Figure 4. Relative EST-Based Expression of Isoforms Containing or Not Containing a Target for miR-1 or miR-124
“t” indicates targeted forms, “nt” indicates nontargeted forms. The p-value on top of each panel is the significance of the expression reduction of targeted forms between the two tissue contexts.
(A) For genes targeted by miR-1, relative expression was measured based on EST libraries flagged as cardiovascular in eVOC (right, “cardiovascular”), and all other libraries (left, “noncardiovascular”).
(B) For genes targeted by miR-124, relative expression was measured based on all EST libraries flagged as brain in eVOC (right, “brain”), and all other libraries (left, “nonbrain”).doi:10.1371/journal.pcbi.0020043.g004
Could this apparent specific repression of targeted isoforms be fortuitous? We repeated the analysis for other top-level tissue classes in the eVOC ontology, which describes tissue information in EST/cDNA libraries as a controlled set of terms. Figure 5 shows levels of repression of targeted versus nontargeted isoforms in each class, for genes containing miR-1 and miR-124 targets. We required that a given tissue class had EST coverage for at least ten differentially targeted genes to perform the analysis, which was not satisfied for all tissues. For miR-1–targeted isoforms, a stronger repression is observed in cardiovascular and musculoskeletal tissues, which agrees well with experimental data , even though repression in musculoskeletal tissue was not statistically significant (p = 0.09). For miR-124, the strongest repression is observed in lymphoreticular tissues, a class not reported to show miR-124 expression. However, brain tissues rank second in terms of differential isoform repression.
Figure 5. Inversed p-Value of Differential EST-Based Expression of Targeted Isoforms Between a Given Tissue Class and All Other Tissue Classes Combined (Student test, one-way)

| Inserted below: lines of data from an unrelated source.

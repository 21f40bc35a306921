// src/kmer/encoding.rs
//! 2-bit nucleotide codes and the constants derived from them.
//!
//! Bases are packed as A=0, C=1, G=2, T=3. Anything that is not an uppercase
//! `A`, `C`, `G` or `T` takes code 0, the same as A, on the forward strand and
//! also contributes 0 on the reverse-complement strand. The unknown symbol is
//! treated as its own complement, which keeps canonical keys identical for a
//! sequence and its reverse complement even when the sequence carries `N`s.

/// Default k-mer length. 31 bases fill the low 62 bits of a `u64`.
pub const DEFAULT_K: usize = 31;

/// Largest supported k. Keeps the top two bits of every packed word clear.
pub const MAX_K: usize = 31;

/// Bits used per base.
pub const BITS_PER_BASE: u32 = 2;

pub const CODE_A: u64 = 0;
pub const CODE_C: u64 = 1;
pub const CODE_G: u64 = 2;
pub const CODE_T: u64 = 3;

/// Forward-strand window mask for k = 31.
pub const KMER31_MASK: u64 = 0x3FFF_FFFF_FFFF_FFFF;

/// Shift that places a complement code in the top slot of a 31-mer window.
pub const KMER31_RC_SHIFT: u32 = 60;

/// Lookup table for base -> forward 2-bit code.
const BASE_CODE: [u8; 256] = {
    let mut table = [CODE_A as u8; 256];
    table[b'C' as usize] = CODE_C as u8;
    table[b'G' as usize] = CODE_G as u8;
    table[b'T' as usize] = CODE_T as u8;
    table
};

/// Lookup table for base -> 2-bit code of its complement.
const COMPLEMENT_CODE: [u8; 256] = {
    // unknown symbols complement to themselves (code 0)
    let mut table = [CODE_A as u8; 256];
    table[b'A' as usize] = CODE_T as u8;
    table[b'C' as usize] = CODE_G as u8;
    table[b'G' as usize] = CODE_C as u8;
    table[b'T' as usize] = CODE_A as u8;
    table
};

/// Forward-strand 2-bit code of a base.
#[inline(always)]
pub fn base_code(base: u8) -> u64 {
    BASE_CODE[base as usize] as u64
}

/// 2-bit code contributed to the reverse-complement strand by a base.
#[inline(always)]
pub fn complement_code(base: u8) -> u64 {
    COMPLEMENT_CODE[base as usize] as u64
}

/// True for the four bases with a real 2-bit code.
#[inline(always)]
pub fn is_acgt(base: u8) -> bool {
    matches!(base, b'A' | b'C' | b'G' | b'T')
}

/// Inverse of [`base_code`] for codes 0..=3.
#[inline]
pub fn code_to_base(code: u64) -> u8 {
    match code & 0b11 {
        0 => b'A',
        1 => b'C',
        2 => b'G',
        _ => b'T',
    }
}

/// Mask keeping the low `2k` bits of a packed word. Saturates at all ones for `k >= 32`.
#[inline]
pub const fn window_mask(k: usize) -> u64 {
    let bits = BITS_PER_BASE as usize * k;
    if bits >= u64::BITS as usize {
        u64::MAX
    } else {
        (1u64 << bits) - 1
    }
}

/// Bit offset of the most significant base slot in a `k`-base window.
#[inline]
pub const fn rc_shift(k: usize) -> u32 {
    BITS_PER_BASE * (k as u32 - 1)
}
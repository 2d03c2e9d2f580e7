//! Subscription row model and boundary parsing.
//!
//! # Responsibility
//! - Define the typed `SubscriptionRecord` consumed by entitlement rules.
//! - Ingest loosely-typed backend rows into closed plan/status enumerations.
//! - Select the authoritative row among a user's historical rows.
//!
//! # Invariants
//! - Unrecognized plan or status strings are rejected, never defaulted.
//! - Only the row with the greatest `created_at` is authoritative.

use serde::{Deserialize, Serialize};
use std::error::Error;
use std::fmt::{Display, Formatter};

use super::session::UserId;

/// Subscription plan identifier.
#[derive(Debug, Clone, Copy, PartialEq, Eq, Hash, Serialize, Deserialize)]
#[serde(rename_all = "snake_case")]
pub enum PlanId {
    Free,
    Monthly,
    Annual,
}

impl PlanId {
    pub fn as_str(self) -> &'static str {
        match self {
            Self::Free => "free",
            Self::Monthly => "monthly",
            Self::Annual => "annual",
        }
    }

    /// User-facing plan label.
    pub fn display_name(self) -> &'static str {
        match self {
            Self::Free => "Free Plan",
            Self::Monthly => "Premium Monthly",
            Self::Annual => "Premium Annual",
        }
    }

    pub fn parse(value: &str) -> Result<Self, SubscriptionParseError> {
        match value.trim().to_ascii_lowercase().as_str() {
            "free" => Ok(Self::Free),
            "monthly" => Ok(Self::Monthly),
            "annual" => Ok(Self::Annual),
            other => Err(SubscriptionParseError::UnknownPlan(other.to_string())),
        }
    }
}

/// Billing status of one subscription row.
#[derive(Debug, Clone, Copy, PartialEq, Eq, Hash, Serialize, Deserialize)]
#[serde(rename_all = "snake_case")]
pub enum SubscriptionStatus {
    Active,
    Canceled,
    PastDue,
    None,
}

impl SubscriptionStatus {
    pub fn as_str(self) -> &'static str {
        match self {
            Self::Active => "active",
            Self::Canceled => "canceled",
            Self::PastDue => "past_due",
            Self::None => "none",
        }
    }

    /// Accepts the spellings emitted by the billing backend.
    pub fn parse(value: &str) -> Result<Self, SubscriptionParseError> {
        match value.trim().to_ascii_lowercase().as_str() {
            "active" => Ok(Self::Active),
            "canceled" | "cancelled" => Ok(Self::Canceled),
            "past_due" | "pastdue" | "past-due" => Ok(Self::PastDue),
            "none" | "" => Ok(Self::None),
            other => Err(SubscriptionParseError::UnknownStatus(other.to_string())),
        }
    }
}

/// Typed subscription row.
#[derive(Debug, Clone, PartialEq, Eq, Serialize, Deserialize)]
pub struct SubscriptionRecord {
    pub user_id: UserId,
    pub plan_id: PlanId,
    pub status: SubscriptionStatus,
    pub cancel_at_period_end: bool,
    /// Unix epoch milliseconds.
    pub created_at: i64,
}

/// Row as delivered by the backend, before ingestion.
#[derive(Debug, Clone, PartialEq, Eq, Serialize, Deserialize)]
pub struct RawSubscriptionRow {
    pub user_id: String,
    pub plan_id: String,
    pub status: String,
    #[serde(default)]
    pub cancel_at_period_end: bool,
    pub created_at: i64,
}

impl TryFrom<RawSubscriptionRow> for SubscriptionRecord {
    type Error = SubscriptionParseError;

    fn try_from(row: RawSubscriptionRow) -> Result<Self, Self::Error> {
        let user_id = row.user_id.trim();
        if user_id.is_empty() {
            return Err(SubscriptionParseError::MissingUserId);
        }
        Ok(Self {
            user_id: UserId::new(user_id),
            plan_id: PlanId::parse(&row.plan_id)?,
            status: SubscriptionStatus::parse(&row.status)?,
            cancel_at_period_end: row.cancel_at_period_end,
            created_at: row.created_at,
        })
    }
}

/// Returns the authoritative row (greatest `created_at`).
///
/// Ties keep the row that appears last in `rows`.
pub fn select_latest<I>(rows: I) -> Option<SubscriptionRecord>
where
    I: IntoIterator<Item = SubscriptionRecord>,
{
    rows.into_iter().fold(None, |best, row| match best {
        Some(current) if current.created_at > row.created_at => Some(current),
        _ => Some(row),
    })
}

/// Ingestion failure for loosely-typed subscription rows.
#[derive(Debug, Clone, PartialEq, Eq)]
pub enum SubscriptionParseError {
    UnknownPlan(String),
    UnknownStatus(String),
    MissingUserId,
}

impl Display for SubscriptionParseError {
    fn fmt(&self, f: &mut Formatter<'_>) -> std::fmt::Result {
        match self {
            Self::UnknownPlan(value) => write!(f, "unknown subscription plan `{value}`"),
            Self::UnknownStatus(value) => write!(f, "unknown subscription status `{value}`"),
            Self::MissingUserId => write!(f, "subscription row has no user id"),
        }
    }
}

impl Error for SubscriptionParseError {}

#[cfg(test)]
mod tests {
    use super::{
        select_latest, PlanId, RawSubscriptionRow, SubscriptionParseError, SubscriptionRecord,
        SubscriptionStatus,
    };
    use crate::model::session::UserId;

    fn record(created_at: i64, plan_id: PlanId) -> SubscriptionRecord {
        SubscriptionRecord {
            user_id: UserId::new("u-1"),
            plan_id,
            status: SubscriptionStatus::Active,
            cancel_at_period_end: false,
            created_at,
        }
    }

    #[test]
    fn latest_row_wins_regardless_of_order() {
        let rows = vec![
            record(200, PlanId::Monthly),
            record(300, PlanId::Annual),
            record(100, PlanId::Free),
        ];
        let latest = select_latest(rows).expect("one row should be selected");
        assert_eq!(latest.plan_id, PlanId::Annual);
        assert!(select_latest(Vec::new()).is_none());
    }

    #[test]
    fn raw_rows_parse_into_closed_enums() {
        let row = RawSubscriptionRow {
            user_id: "u-1".to_string(),
            plan_id: "Monthly".to_string(),
            status: "past_due".to_string(),
            cancel_at_period_end: true,
            created_at: 10,
        };
        let parsed = SubscriptionRecord::try_from(row).expect("row should parse");
        assert_eq!(parsed.plan_id, PlanId::Monthly);
        assert_eq!(parsed.status, SubscriptionStatus::PastDue);
        assert!(parsed.cancel_at_period_end);
    }

    #[test]
    fn unknown_status_is_rejected() {
        let row = RawSubscriptionRow {
            user_id: "u-1".to_string(),
            plan_id: "annual".to_string(),
            status: "trialing".to_string(),
            cancel_at_period_end: false,
            created_at: 10,
        };
        assert_eq!(
            SubscriptionRecord::try_from(row),
            Err(SubscriptionParseError::UnknownStatus("trialing".to_string()))
        );
    }
}
//! Contracts for remote collaborators and in-process implementations.
//!
//! # Responsibility
//! - Define the async boundaries to the record backend, billing service and
//!   identity provider.
//! - Provide in-memory implementations for offline use and tests.
//!
//! # Invariants
//! - Remote failures are returned as values, never panics.
//! - Loosely-typed backend values are ingested into closed enums here.

pub mod identity;
pub mod record_store;
pub mod subscription_service;
//! Ordered schema steps for the local state file.
//!
//! # Invariants
//! - Step versions are strictly increasing and never renumbered.
//! - All pending steps commit together with the new `user_version`.

use crate::db::{DbError, DbResult};
use log::info;
use rusqlite::{Connection, TransactionBehavior};

/// (version, script) pairs, oldest first.
const STEPS: &[(u32, &str)] = &[(1, include_str!("0001_persisted_slots.sql"))];

/// Schema version this build writes.
pub fn latest_version() -> u32 {
    STEPS.last().map_or(0, |(version, _)| *version)
}

/// Brings `conn` up to [`latest_version`].
///
/// # Errors
/// - `UnsupportedSchemaVersion` when the file is ahead of this build.
pub fn apply_migrations(conn: &mut Connection) -> DbResult<()> {
    let found: u32 = conn.pragma_query_value(None, "user_version", |row| row.get(0))?;
    let supported = latest_version();
    if found > supported {
        return Err(DbError::UnsupportedSchemaVersion { found, supported });
    }

    let pending: Vec<_> = STEPS.iter().filter(|(version, _)| *version > found).collect();
    if pending.is_empty() {
        return Ok(());
    }

    let tx = conn.transaction_with_behavior(TransactionBehavior::Immediate)?;
    for (_, script) in &pending {
        tx.execute_batch(script)?;
    }
    tx.pragma_update(None, "user_version", supported)?;
    tx.commit()?;

    info!(
        "event=db_migrate module=db status=ok from_version={found} to_version={supported} steps={}",
        pending.len()
    );
    Ok(())
}
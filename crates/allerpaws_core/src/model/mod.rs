//! Domain model for drafts, sessions, subscriptions and entitlements.
//!
//! # Responsibility
//! - Define canonical data structures used by reconciliation and gating logic.
//! - Ingest loosely-typed backend values into closed enumerations.
//!
//! # Invariants
//! - Draft payloads are opaque to storage; only `PetDraft` interprets them.
//! - `EntitlementSnapshot` is derived, never persisted.

pub mod draft;
pub mod entitlement;
pub mod pet;
pub mod session;
pub mod subscription;
pub mod validation;

use std::time::{SystemTime, UNIX_EPOCH};

/// Current wall-clock time in Unix epoch milliseconds.
///
/// Clock skew before the epoch collapses to `0`.
pub fn now_epoch_ms() -> i64 {
    SystemTime::now()
        .duration_since(UNIX_EPOCH)
        .map(|elapsed| i64::try_from(elapsed.as_millis()).unwrap_or(i64::MAX))
        .unwrap_or(0)
}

Numbers on top of bars indicate total numbers of targeted genes for which EST coverage was sufficient in this tissue class for both isoforms. No p-value was computed for tissue classes where less than ten genes were represented. Top-level tissue class “nervous” was replaced here by “brain” to avoid contamination by libraries from the peripheral nervous system.doi:10.1371/journal.pcbi.0020043.g005
Screening for miR Targets: The Disrep Procedure
These encouraging results prompted us to repeat this analysis for any conserved 7-mer sequence found 3′ of the first poly(A) site of a gene (Figure 6). From our initial set of 14,640 distinct conserved 7-mer motifs, we extracted those 9,334 motifs present in at least ten genes in each of three distinct tissue types (considering eVOC top-level tissue categories). Amongst these, 3,810 motifs were present downstream of the first poly(A) site. For each eVOC top-level tissue category, we measured average EST counts for targeted and nontargeted isoforms. A hit was recorded when the relative expression level of targeted forms in this tissue class differed significantly (one-way T test p < 0.05) from relative expression levels of targeted forms in all other tissues combined. This “differential isoform repression” (Disrep) procedure, combining the requirement for a motif to be present downstream of the first poly(A) site and the p-value criteria, identified 312 motifs associated with an apparent repression of targeted isoforms in one particular tissue class (Table S1).
Figure 6. Overall Protocol for the Identification of Regulatory Targets and Subsequent Identification of Cognate miRNAsdoi:10.1371/journal.pcbi.0020043.g006
While our initial working set of 9,334 motifs contained 260 targets for known miRNAs, 29 such targets were present in the final set of 312 motifs after application of the Disrep screen. This enrichment is highly significant (p = 1 × 10−8), especially when considering that all miRNAs may not necessarily disrupt transcript levels. Interestingly, other 3′ UTR regulatory motifs are overrepresented in the Disrep set (Table 1): destabilizing AU-rich elements (AREs) are enriched 5.2 times (p = 1.2 × 10−4) and Puf protein binding sequences that may be involved in enhancing mRNA decay  are enriched 15 times (p = 6.4 × 10−3).
7-mer Motif Enrichment in miRNA Targets through Use of Disrepdoi:10.1371/journal.pcbi.0020043.t001
Our requirement for conserved motifs to be present in at least ten distinct mRNAs in each of three distinct tissues may also cause an enrichment in miRNA targets, independent of any differential repression. However, this constraint is applied prior to the Disrep screen (Figure 6) and therefore cannot account for the observed effect. The effectiveness of the Disrep screen in selecting true miRNA targets is supported by the inverse correlation between Disrep p-values and the proportion of targets for known miRNAs in the prediction set (Figure 7). This proportion increases continuously from 4% in low-scoring motifs to about 13% in high-scoring motifs.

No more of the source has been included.